## Task
Could you filter the records below and keep only the lines with the word "world"?

__________

//! Resolve a moving body against the static tile grid, one axis at a time.
//!
//! Every test uses the body's hitbox. The trailing bound of the span
//! perpendicular to the tested axis is inset by one unit, so a hitbox whose
//! edge lies exactly on a tile boundary does not register the neighbouring
//! row/column.

use crate::components::tilemap::SolidTiles;
use crate::core::body::Body;

const EDGE_INSET: f32 = 1.0;

fn tile_coord(world: f32, tile_size: f32) -> i32 {
    (world / tile_size).floor() as i32
}

fn solid_in_column<T: SolidTiles + ?Sized>(tiles: &T, col: i32, rows: (i32, i32)) -> bool {
    (rows.0..=rows.1).any(|row| tiles.is_solid_tile_at(col, row))
}

fn solid_in_row<T: SolidTiles + ?Sized>(tiles: &T, row: i32, cols: (i32, i32)) -> bool {
    (cols.0..=cols.1).any(|col| tiles.is_solid_tile_at(col, row))
}

/// Push the body out of any solid column its leading horizontal edge has
/// entered. Returns `true` on contact.
pub fn resolve_horizontal<T: SolidTiles + ?Sized>(body: &mut Body, tiles: &T) -> bool {
    let ts = tiles.tile_size();
    let hb = body.hitbox();
    let rows = (tile_coord(hb.top(), ts), tile_coord(hb.bottom() - EDGE_INSET, ts));

    if body.velocity.x > 0.0 {
        let col = tile_coord(hb.right(), ts);
        if solid_in_column(tiles, col, rows) {
            body.set_hitbox_right(col as f32 * ts);
            body.velocity.x = 0.0;
            return true;
        }
    } else if body.velocity.x < 0.0 {
        let col = tile_coord(hb.left(), ts);
        if solid_in_column(tiles, col, rows) {
            body.set_hitbox_left((col + 1) as f32 * ts);
            body.velocity.x = 0.0;
            return true;
        }
    }
    false
}

/// Land the body on the row beneath it, or bump its head on the row above.
/// Landing sets `is_on_ground`. Returns `true` on contact.
pub fn resolve_vertical<T: SolidTiles + ?Sized>(body: &mut Body, tiles: &T) -> bool {
    let ts = tiles.tile_size();
    let hb = body.hitbox();
    let cols = (tile_coord(hb.left(), ts), tile_coord(hb.right() - EDGE_INSET, ts));

    if body.velocity.y >= 0.0 {
        let row = tile_coord(hb.bottom(), ts);
        if solid_in_row(tiles, row, cols) {
            body.set_hitbox_bottom(row as f32 * ts);
            body.velocity.y = 0.0;
            body.is_on_ground = true;
            return true;
        }
    } else {
        let row = tile_coord(hb.top(), ts);
        if solid_in_row(tiles, row, cols) {
            body.set_hitbox_top((row + 1) as f32 * ts);
            body.velocity.y = 0.0;
            return true;
        }
    }
    false
}

/// Resolve a body that has already been moved a full step from a position
/// whose y was `previous_y`. The horizontal pass runs at the old height so a
/// body dropping into a floor isn't mistaken for one walking into a wall.
pub fn resolve_tiles<T: SolidTiles + ?Sized>(body: &mut Body, previous_y: f32, tiles: &T) {
    let y = body.position.y;
    body.position.y = previous_y;
    resolve_horizontal(body, tiles);
    body.position.y = y;
    resolve_vertical(body, tiles);
}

__________

## Final answer
fn tile_coord(world: f32, tile_size: f32) -> i32 {
    (world / tile_size).floor() as i32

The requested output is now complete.